PORTLAND, Maine — The City of Portland will not have a new mask mandate, for now. The Portland City Council voted 4-4 at its meeting Monday to defeat the proposal.
The 4-4 vote was not enough to enact the proposed mandate, but not enough to kill it.
Monday's vote comes after weeks of discussion, and a postponed vote at a special meeting last week.
Councilors voting against the mandate cited the negative impacts it could have on businesses in the city and said that without a larger statewide mandate, a city mandate wouldn't have the impact on preventing COVID-19 cases that councilors hope.
"I think it's only effective if it happens as a regional effort, preferably a state effort.

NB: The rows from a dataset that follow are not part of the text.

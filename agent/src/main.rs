mod config;
mod handler;
mod io;
mod progress;
mod protocol;
mod registry;

use std::path::PathBuf;
use std::sync::Arc;

use tokio_util::sync::CancellationToken;
use tracing::info;
use tracing_subscriber::EnvFilter;

use crate::config::AgentConfig;

const VERSION: &str = env!("CARGO_PKG_VERSION");

fn print_usage() {
    eprintln!("Usage: fsrelay-agent [--config <path>] (--stdio | --listen <addr>)");
    eprintln!();
    eprintln!("Options:");
    eprintln!("  --stdio            Serve NDJSON over stdin/stdout");
    eprintln!("  --listen <addr>    Serve NDJSON over TCP (e.g. 127.0.0.1:7685)");
    eprintln!("  --config <path>    Driver configuration (default: $FSRELAY_CONFIG or");
    eprintln!("                     $XDG_CONFIG_HOME/fsrelay-agent/config.json)");
    eprintln!("  --version          Print version and exit");
    eprintln!("  --help             Print this help message");
}

enum Mode {
    Stdio,
    Listen(String),
}

struct CliArgs {
    mode: Mode,
    config: Option<PathBuf>,
}

/// Parse the command line. `Ok(None)` means the process is done
/// (`--version` / `--help`).
fn parse_args(args: &[String]) -> anyhow::Result<Option<CliArgs>> {
    let mut mode = None;
    let mut config = None;
    let mut iter = args.iter().skip(1);

    while let Some(arg) = iter.next() {
        match arg.as_str() {
            "--version" => {
                println!("fsrelay-agent {}", VERSION);
                return Ok(None);
            }
            "--help" => {
                print_usage();
                return Ok(None);
            }
            "--stdio" => mode = Some(Mode::Stdio),
            "--listen" => {
                let addr = iter
                    .next()
                    .ok_or_else(|| anyhow::anyhow!("--listen requires an address"))?;
                mode = Some(Mode::Listen(addr.clone()));
            }
            "--config" => {
                let path = iter
                    .next()
                    .ok_or_else(|| anyhow::anyhow!("--config requires a path"))?;
                config = Some(PathBuf::from(path));
            }
            other => anyhow::bail!("Unknown option: {other}"),
        }
    }

    let mode = mode.ok_or_else(|| anyhow::anyhow!("One of --stdio or --listen is required"))?;
    Ok(Some(CliArgs { mode, config }))
}

#[tokio::main]
async fn main() -> anyhow::Result<()> {
    let args: Vec<String> = std::env::args().collect();

    let cli = match parse_args(&args) {
        Ok(Some(cli)) => cli,
        Ok(None) => return Ok(()),
        Err(e) => {
            eprintln!("{e}");
            print_usage();
            std::process::exit(1);
        }
    };

    // Configure tracing to stderr so it doesn't interfere with the protocol on stdout
    tracing_subscriber::fmt()
        .with_env_filter(
            EnvFilter::try_from_default_env().unwrap_or_else(|_| EnvFilter::new("info")),
        )
        .with_writer(std::io::stderr)
        .init();

    let config = AgentConfig::load(cli.config.as_deref());
    let drivers = Arc::new(registry::build_drivers(&config));

    let shutdown = CancellationToken::new();
    tokio::spawn({
        let shutdown = shutdown.clone();
        async move {
            if tokio::signal::ctrl_c().await.is_ok() {
                info!("Interrupted, shutting down");
                shutdown.cancel();
            }
        }
    });

    match cli.mode {
        Mode::Stdio => {
            info!("fsrelay-agent {} ({}) starting in stdio mode", VERSION, config.name);
            io::stdio::run_stdio_loop(drivers, shutdown).await
        }
        Mode::Listen(addr) => {
            info!("fsrelay-agent {} ({}) starting in TCP mode", VERSION, config.name);
            io::tcp::run_tcp_listener(&addr, drivers, shutdown).await
        }
    }
}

And one of the reasons for that is it does place our businesses at a disadvantage," said Councilor Belinda Ray, who voted against the mandate with Mayor Kate Snyder and councilors Nick Mavodones and Mark Dion.
Councilors Pious Ali, April Fournier, Tae Chong, and Andrew Zarro supported enacting the mandate.
The 4-4 vote comes after Portland City Councilor Spencer Thibodeau resigned from the council to accept a position in Washington in the Biden administration with the U.S. Department of Energy.
According to city staff, following the tie vote, councilors expect to face the measure again at a meeting in two weeks. It will remain an agenda item until the measure is amended to pass or is indefinitely postponed.
An effort to postpone the mandate indefinitely also failed on Monday as councilors again split 4-4.
"Cities like Portland have to take the lead," Chong said. "And by doing so, there's going to be people that are going to win and lose. But at the end of the day, if we can save fewer people from going to the hospitals, and have fewer kids being quarantined and having more pressure on child care, that's a good thing."
Following the decision Monday, Zarro, who originally initiated the mask mandate, suggested the council drop its emergency measure allowing for remote participation in meetings, calling it "inconsistent."
Several councilors that voted against the mask mandate, including Snyder and Ray, said that their votes were not placing "businesses over people" but said they still had issues with the mandate.
Snyder and Ray said they would support a state or regional mandate.